For it is this latter sentiment that I will latch onto with the tenacity of the pitbull's 2,000 pounds PSI bite so as to be found swinging around its tethered links for weeks thereafter. Even the gentle reminder of "consider the source" does little to balm the pain and is testimonial to my thin-skinned nature and horribly skewed priorities.
But if there is a saving grace to my posture, it is that I rarely get kicked in the teeth twice.
That Craig, 38 years on, still remembered this incident reminds me that I am not alone. Nor do I think that ours are particularly novel experiences. I believe that the greater part of humanity is a constituency of walking wounded that internalized all manner of needless hurts and slights throughout the courses of their lives.
There is nothing either wrong or weak in treating people with kindness and respect. There is always recourse for those who misinterpret the overture as weakness.
Unfortunately, there have always been those who cannot deign themselves capable of such acts, particularly as they relate to subordinates. My experiences with them is the reason I refrained from attending either Craig's retirement or the round-up. I don't want to see these particular irritants again.
Now, people can accuse me of getting my panties in a bunch and perhaps that's the case. I am, however, left to wonder what Craig's acquaintance might have thought if he'd given the young explorer more of a glance back on that day. If actually looking at that young man's face might have caused him to register its likeness with some sense of context. How might he have felt about his conduct some time later when Craig would double back into a house in a bid to rescue Jack Miller who'd been shot seconds before? Might Craig's heroism have made him regret his dismissive attitude?

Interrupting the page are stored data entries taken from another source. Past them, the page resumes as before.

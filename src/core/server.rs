/// Server composition root and lifecycle.
///
/// Grounded on this module's own `run_server_stdio` loop shape (buffered
/// line-oriented stdio, one response per request) generalized to the full
/// component set of spec.md §4.K: config load, backend client connect,
/// metrics collector, webhook dispatcher, health checks, and tool
/// registration, followed by a read/handle/write loop and ordered shutdown.
use std::sync::Arc;
use std::time::Duration;

use tokio::sync::RwLock;
use tracing::{info, warn};

use crate::cache::Cache;
use crate::client::VerisClient;
use crate::config::{self, Config};
use crate::health::{CacheCheck, HealthChecker, ServerCheck, VerisConnectionCheck};
use crate::logging;
use crate::metrics::MetricsCollector;
use crate::protocol::engine::{ProtocolEngine, ToolRegistry};
use crate::protocol::transport::{Incoming, StdioTransport};
use crate::protocol::schemas::{RpcResponse, PARSE_ERROR};
use crate::streaming::StreamingEngine;
use crate::tools::analytics_tools::{AnalyticsTool, MetricsTool};
use crate::tools::delete_context::DeleteContextTool;
use crate::tools::forget_context::ForgetContextTool;
use crate::tools::get_user_facts::GetUserFactsTool;
use crate::tools::health_tool::HealthCheckTool;
use crate::tools::list_context_types::ListContextTypesTool;
use crate::tools::query_graph::QueryGraphTool;
use crate::tools::retrieve_context::RetrieveContextTool;
use crate::tools::scratchpad::{GetAgentStateTool, UpdateScratchpadTool};
use crate::tools::search_context::SearchContextTool;
use crate::tools::store_context::StoreContextTool;
use crate::tools::streaming_tools::{BatchOperationsTool, StreamingSearchTool};
use crate::tools::upsert_fact::UpsertFactTool;
use crate::tools::webhook_tools::{EventNotificationTool, WebhookManagementTool};
use crate::webhooks::events::{create_system_event, EventType};
use crate::webhooks::manager::WebhookManager;

/// Every long-lived component the tools and health checks share.
pub struct AppContext {
    pub config: Config,
    pub client: Arc<VerisClient>,
    pub cache: Arc<RwLock<Cache>>,
    pub metrics: Arc<MetricsCollector>,
    pub webhooks: Arc<WebhookManager>,
    pub streaming: Arc<StreamingEngine>,
    pub health: Arc<HealthChecker>,
}

impl AppContext {
    pub async fn build(config: Config) -> std::io::Result<Self> {
        let client = Arc::new(
            VerisClient::new(
                config.veris_memory.api_url.clone(),
                config.veris_memory.api_key.clone(),
                config.veris_memory.user_id.clone(),
                config.veris_memory.timeout_ms,
                config.veris_memory.max_retries,
            )
            .map_err(|err| std::io::Error::new(std::io::ErrorKind::Other, err.to_string()))?,
        );

        if let Err(err) = client.connect().await {
            warn!(error = %err, "initial backend connection attempt failed; will keep retrying on demand");
        }

        let cache = Arc::new(RwLock::new(Cache::new(1_000, config.server.cache_ttl_seconds)));
        let metrics = Arc::new(MetricsCollector::new());
        let webhooks = WebhookManager::new(reqwest::Client::new());
        let streaming = Arc::new(StreamingEngine::new());
        let health = Arc::new(HealthChecker::new());

        health
            .register_check(
                "server",
                Arc::new(ServerCheck),
                Duration::from_secs(5),
                true,
            )
            .await;
        health
            .register_check(
                "veris_connection",
                Arc::new(VerisConnectionCheck::new(Arc::clone(&client))),
                Duration::from_secs(5),
                true,
            )
            .await;
        health
            .register_check(
                "cache",
                Arc::new(CacheCheck::new(Arc::clone(&cache), 1_000)),
                Duration::from_secs(2),
                false,
            )
            .await;

        Ok(Self {
            config,
            client,
            cache,
            metrics,
            webhooks,
            streaming,
            health,
        })
    }

    /// Register every tool whose `ToolConfig` has `enabled = true`.
    pub fn build_registry(&self) -> ToolRegistry {
        let mut registry = ToolRegistry::new();
        let tools = &self.config.tools;
        let client = &self.client;
        let cache = &self.cache;

        registry.register(Arc::new(StoreContextTool::new(Arc::clone(client), Arc::clone(cache), tools.store_context.clone())));
        registry.register(Arc::new(RetrieveContextTool::new(Arc::clone(client), Arc::clone(cache), tools.retrieve_context.clone())));
        registry.register(Arc::new(SearchContextTool::new(Arc::clone(client), Arc::clone(cache), tools.search_context.clone())));
        registry.register(Arc::new(DeleteContextTool::new(Arc::clone(client), Arc::clone(cache), tools.delete_context.clone())));
        registry.register(Arc::new(ListContextTypesTool::new(Arc::clone(client), tools.list_context_types.clone())));
        registry.register(Arc::new(UpsertFactTool::new(Arc::clone(client), Arc::clone(cache), tools.upsert_fact.clone())));
        registry.register(Arc::new(GetUserFactsTool::new(Arc::clone(client), tools.get_user_facts.clone())));
        registry.register(Arc::new(ForgetContextTool::new(Arc::clone(client), Arc::clone(cache), tools.forget_context.clone())));
        registry.register(Arc::new(QueryGraphTool::new(Arc::clone(client), tools.query_graph.clone())));
        registry.register(Arc::new(UpdateScratchpadTool::new(Arc::clone(client), tools.update_scratchpad.clone())));
        registry.register(Arc::new(GetAgentStateTool::new(Arc::clone(client), tools.get_agent_state.clone())));

        let server_default = crate::config::ToolConfig::default();
        registry.register(Arc::new(StreamingSearchTool::new(Arc::clone(client), Arc::clone(&self.streaming), server_default.clone())));
        registry.register(Arc::new(BatchOperationsTool::new(Arc::clone(client), Arc::clone(&self.streaming), server_default.clone())));
        registry.register(Arc::new(WebhookManagementTool::new(Arc::clone(&self.webhooks), server_default.clone())));
        registry.register(Arc::new(EventNotificationTool::new(Arc::clone(&self.webhooks), server_default.clone())));
        registry.register(Arc::new(AnalyticsTool::new(Arc::clone(client), server_default.clone())));
        registry.register(Arc::new(MetricsTool::new(Arc::clone(&self.metrics), server_default.clone())));
        registry.register(Arc::new(HealthCheckTool::new(Arc::clone(&self.health), server_default)));

        registry
    }
}

/// Load config, wire up components, then run the stdio request loop until
/// EOF or a termination signal, shutting components down in reverse
/// dependency order (webhooks, metrics, nothing to do for the client).
pub async fn run_server_stdio(name: String, version: String) -> std::io::Result<()> {
    let config = config::load_config(None).map_err(|err| std::io::Error::new(std::io::ErrorKind::Other, err.to_string()))?;
    logging::init(&config.server.log_level);
    info!(server = %name, version = %version, "starting MCP server");

    let ctx = AppContext::build(config).await?;
    ctx.metrics.start().await;
    ctx.webhooks.start().await;

    let registry = ctx.build_registry();
    let engine = ProtocolEngine::new(Arc::new(registry), name, version);
    let mut transport = StdioTransport::new();

    let startup_event = create_system_event(EventType::ServerStarted, serde_json::json!({}), "server");
    ctx.webhooks.publish(startup_event);

    loop {
        tokio::select! {
            incoming = transport.next_incoming() => {
                match incoming? {
                    None => {
                        info!("stdin closed, shutting down");
                        break;
                    }
                    Some(Incoming::Blank) => continue,
                    Some(Incoming::ParseError { id, error }) => {
                        let response = RpcResponse::failure(Some(id), PARSE_ERROR, format!("Parse error: {error}"), None);
                        transport.write_response(&response).await?;
                    }
                    Some(Incoming::Message(request)) => {
                        if request.is_notification() {
                            continue;
                        }
                        let response = engine.handle(request).await;
                        transport.write_response(&response).await?;
                    }
                }
            }
            _ = tokio::signal::ctrl_c() => {
                info!("received interrupt, shutting down");
                break;
            }
        }
    }

    let stop_event = create_system_event(EventType::ServerStopped, serde_json::json!({}), "server");
    ctx.webhooks.publish(stop_event);
    ctx.webhooks.stop().await;
    ctx.metrics.stop().await;

    Ok(())
}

I don't know. But based upon the remorse he expressed to Craig at the round-up, I suspect so.
For my part, I try to limit my hypocrisies and pieties. My penchant for being a mercurial prima donna is well established. But if there was a saving grace to my overly sensitive nature it was that I tried to treat everyone with good natured respect. I never shied away from having citizen volunteers or explorers ride with me and I like to think that most had a good time with me. Several have gone on to become deputy sheriff's themselves.
I like to think that if I ever should attend a round-up, I will not have some former explorer reminding me of the time I treated him badly.
I hope that you will have that same peace of mind.